The word fibrillation means ‘quivering’, and this is essentially what’s happening in a heart with atrial fibrillation (or AF). Heart rhythm is controlled by electrical impulses originating from the heart’s natural pacemaker – the ‘sinus node’. These impulses cause the muscular walls of the heart to contract at regular intervals, pumping blood around the body. In AF, the electrical signals are random or chaotic. This causes the upper chambers of the heart to contract abnormally (or fibrillate). The result is an irregular heartbeat – often too fast, or sometimes too slow – which reduces the heart’s pumping efficiency.
The underlying cause of AF is often very difficult to uncover. But it can potentially be associated with a range of other heart conditions, including:
- High blood pressure (hypertension)
- Heart failure (the heart isn’t pumping strongly enough)
- Heart valve disease
- Atherosclerosis (clogging of the arteries)
- Cardiomyopathy (a disease of the heart muscle)
AF is also sometimes associated with certain other medical conditions, such as lung diseases (for example, pneumonia or chronic bronchitis), asthma, a thyroid gland abnormality and diabetes. It may possibly be triggered by other circumstantial factors as well, including excessive alcohol consumption, drinking caffeine, smoking, or obesity.
AF doesn’t always cause symptoms – it’s possible to have the condition without being aware that it’s present. In these cases, it’s often picked up inadvertently in the course of another medical check-up. For other patients, however, AF can cause a number of uncomfortable symptoms, ranging from a palpitation (a feeling of the heart beating in the chest) to chest pains. Since AF can cause the heart’s output to drop by up to 20 percent, it can also leave you feeling tired, dizzy or short of breath. With or without symptoms, AF can manifest itself in several different ways:
Paroxysmal atrial fibrillation (PAF) – where the irregular rhythm occurs temporarily – perhaps from hours to a day or two – before disappearing, usually without any treatment
Persistent AF – where the irregular rhythm remains for a longer period of time, perhaps a week or more, before disappearing (if the problem persists for much longer – perhaps a year or more – we call it ‘longstanding persistent AF’)
Permanent or Long–standing Persistent AF – where the irregular rhythm is present all the time
A separate condition called atrial flutter can cause similar symptoms to atrial fibrillation (and indeed is present in around 30% of people with AF). It’s a less common heart rhythm problem than AF, with a similar range of treatments. For more information about atrial flutter, click here.
AF is most common in older people. Somewhere between four and seven percent of people over the age of 65 suffer from the condition. It’s also more usually seen in men than in women. As mentioned above, people who have certain other medical and heart-related conditions have a higher risk of developing AF.
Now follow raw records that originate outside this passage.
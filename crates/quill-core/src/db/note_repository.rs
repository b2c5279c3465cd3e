//! Note repository implementation

#![allow(clippy::cast_possible_wrap)] // SQLite uses i64 for LIMIT/OFFSET

use crate::error::Result;
use crate::models::{FolderId, Note, NoteId};
use libsql::{params, Connection, Row};

use super::parse_id;

const NOTE_COLUMNS: &str = "id, title, content, folder_id, created_at, updated_at";

/// Trait for note storage operations (async)
#[allow(async_fn_in_trait)]
pub trait NoteRepository {
    /// Insert or replace a note exactly as given
    async fn upsert(&self, note: &Note) -> Result<()>;

    /// Get a note by ID
    async fn get(&self, id: &NoteId) -> Result<Option<Note>>;

    /// List notes, most recently updated first
    async fn list(&self, limit: usize, offset: usize) -> Result<Vec<Note>>;

    /// List notes filed under a folder
    async fn list_in_folder(&self, folder_id: &FolderId) -> Result<Vec<Note>>;

    /// List notes carrying `#tag`
    async fn list_by_tag(&self, tag: &str, limit: usize) -> Result<Vec<Note>>;

    /// Notes whose title or content contains `query`, ignoring ASCII case
    async fn search(&self, query: &str, limit: usize) -> Result<Vec<Note>>;

    /// Notes updated after `since` (all when `None`)
    async fn modified_since(&self, since: Option<i64>) -> Result<Vec<Note>>;

    /// Remove a note row. Returns whether it existed.
    async fn delete(&self, id: &NoteId) -> Result<bool>;

    /// Move every note of `folder_id` to the top level, stamping `updated_at`
    async fn detach_folder(&self, folder_id: &FolderId, updated_at: i64) -> Result<u64>;

    async fn count_in_folder(&self, folder_id: &FolderId) -> Result<i64>;
}

/// libSQL implementation of `NoteRepository`
pub struct LibSqlNoteRepository<'a> {
    conn: &'a Connection,
}

impl<'a> LibSqlNoteRepository<'a> {
    /// Create a new repository with the given connection
    pub const fn new(conn: &'a Connection) -> Self {
        Self { conn }
    }

    fn parse_note(row: &Row) -> Result<Note> {
        let id: String = row.get(0)?;
        let folder_id: Option<String> = row.get(3)?;
        Ok(Note {
            id: parse_id(&id)?,
            title: row.get(1)?,
            content: row.get(2)?,
            folder_id: folder_id.as_deref().map(parse_id).transpose()?,
            created_at: row.get(4)?,
            updated_at: row.get(5)?,
        })
    }

    async fn query_notes(&self, sql: &str, params: impl libsql::params::IntoParams) -> Result<Vec<Note>> {
        let mut rows = self.conn.query(sql, params).await?;
        let mut notes = Vec::new();
        while let Some(row) = rows.next().await? {
            notes.push(Self::parse_note(&row)?);
        }
        Ok(notes)
    }
}

impl NoteRepository for LibSqlNoteRepository<'_> {
    async fn upsert(&self, note: &Note) -> Result<()> {
        self.conn
            .execute(
                "INSERT INTO notes (id, title, content, folder_id, created_at, updated_at)
                 VALUES (?1, ?2, ?3, ?4, ?5, ?6)
                 ON CONFLICT(id) DO UPDATE SET
                    title = excluded.title,
                    content = excluded.content,
                    folder_id = excluded.folder_id,
                    created_at = excluded.created_at,
                    updated_at = excluded.updated_at",
                params![
                    note.id.as_str(),
                    note.title.clone(),
                    note.content.clone(),
                    note.folder_id.map(|id| id.as_str()),
                    note.created_at,
                    note.updated_at
                ],
            )
            .await?;
        Ok(())
    }

    async fn get(&self, id: &NoteId) -> Result<Option<Note>> {
        let sql = format!("SELECT {NOTE_COLUMNS} FROM notes WHERE id = ?1");
        let mut notes = self.query_notes(&sql, params![id.as_str()]).await?;
        Ok(notes.pop())
    }

    async fn list(&self, limit: usize, offset: usize) -> Result<Vec<Note>> {
        let sql = format!(
            "SELECT {NOTE_COLUMNS} FROM notes ORDER BY updated_at DESC, id LIMIT ?1 OFFSET ?2"
        );
        self.query_notes(&sql, params![limit as i64, offset as i64])
            .await
    }

    async fn list_in_folder(&self, folder_id: &FolderId) -> Result<Vec<Note>> {
        let sql = format!(
            "SELECT {NOTE_COLUMNS} FROM notes WHERE folder_id = ?1 ORDER BY updated_at DESC, id"
        );
        self.query_notes(&sql, params![folder_id.as_str()]).await
    }

    async fn list_by_tag(&self, tag: &str, limit: usize) -> Result<Vec<Note>> {
        let tag = tag.trim().trim_start_matches('#').to_lowercase();
        if tag.is_empty() {
            return self.list(limit, 0).await;
        }

        // Narrow with LIKE, then confirm against the real tag grammar
        let sql = format!(
            "SELECT {NOTE_COLUMNS} FROM notes
             WHERE title LIKE ?1 OR content LIKE ?1
             ORDER BY updated_at DESC, id"
        );
        let pattern = format!("%#{tag}%");
        let notes = self.query_notes(&sql, params![pattern]).await?;
        Ok(notes
            .into_iter()
            .filter(|note| note.tags().contains(&tag))
            .take(limit)
            .collect())
    }

    async fn search(&self, query: &str, limit: usize) -> Result<Vec<Note>> {
        let query = query.trim();
        if query.is_empty() {
            return self.list(limit, 0).await;
        }

        let sql = format!(
            "SELECT {NOTE_COLUMNS} FROM notes
             WHERE title LIKE ?1 ESCAPE '\\' OR content LIKE ?1 ESCAPE '\\'
             ORDER BY updated_at DESC, id LIMIT ?2"
        );
        let pattern = format!("%{}%", escape_like(query));
        self.query_notes(&sql, params![pattern, limit as i64]).await
    }

    async fn modified_since(&self, since: Option<i64>) -> Result<Vec<Note>> {
        let sql = format!(
            "SELECT {NOTE_COLUMNS} FROM notes WHERE updated_at > ?1 ORDER BY updated_at, id"
        );
        self.query_notes(&sql, params![since.unwrap_or(i64::MIN)])
            .await
    }

    async fn delete(&self, id: &NoteId) -> Result<bool> {
        let rows = self
            .conn
            .execute("DELETE FROM notes WHERE id = ?1", params![id.as_str()])
            .await?;
        Ok(rows > 0)
    }

    async fn detach_folder(&self, folder_id: &FolderId, updated_at: i64) -> Result<u64> {
        let rows = self
            .conn
            .execute(
                "UPDATE notes SET folder_id = NULL, updated_at = MAX(updated_at, ?1) WHERE folder_id = ?2",
                params![updated_at, folder_id.as_str()],
            )
            .await?;
        Ok(rows)
    }

    async fn count_in_folder(&self, folder_id: &FolderId) -> Result<i64> {
        let mut rows = self
            .conn
            .query(
                "SELECT COUNT(*) FROM notes WHERE folder_id = ?1",
                params![folder_id.as_str()],
            )
            .await?;
        match rows.next().await? {
            Some(row) => Ok(row.get(0)?),
            None => Ok(0),
        }
    }
}

/// Make `%`, `_` and the escape character match literally
fn escape_like(value: &str) -> String {
    let mut escaped = String::with_capacity(value.len());
    for ch in value.chars() {
        if matches!(ch, '\\' | '%' | '_') {
            escaped.push('\\');
        }
        escaped.push(ch);
    }
    escaped
}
One of the main concerns with atrial fibrillation is a raised risk of a stroke. When blood isn’t flowing normally around the heart, it can potentially start to pool and form clots. These clots can then pass into smaller blood vessels around the body, such as in the brain, where they may restrict or block the flow of blood (ischaemia). While it’s rare for people with lone AF (where no other heart problem is present) to suffer serious medical complications, patients with other underlying conditions may be at a significantly heightened risk of suffering a future stroke. For this reason, it’s sometimes necessary to treat AF with anticoagulants to reduce clotting; this could include medicines like edoxaban, apixaban, dabigatran or rivaroxaban, that have largely replaced warfarin in this condition.
Depending on your situation, we may also want to consider an approach that involves altering the rate or rhythm of your heart:
Heart rate control – this approach focuses on slowing down the heart’s pulse rate. There are a number of medicines we can use for this; they include betablockers, calcium channel blockers and a ‘cardiac glycoside’ medicine called digoxin.
For some patients this may be required in the long term where medication has not worked to slow the heart sufficiently or the side effects of medication are not tolerated. This also requires a pacemaker to be present or inserted initially. This is called AV node ablation and pacemaker insertion for atrial fibrillation rate control.
Heart rhythm control – this approach focuses on returning the heart to its natural rhythm: the so-called ‘sinus rhythm’. There are several ways to do this. One involves a course of medication, such as amiodarone, flecainide or betablockers. Another involves a procedure called an electrical cardioversion, where we use a controlled electrical current to ‘re-set’ the heart and restore it to its normal rhythm. A further approach involves a procedure called an ablation; this is where a specialist cardiologist creates an area of scar tissue inside the heart, which stops it from producing or conducting the irregular impulses that cause or sustain AF.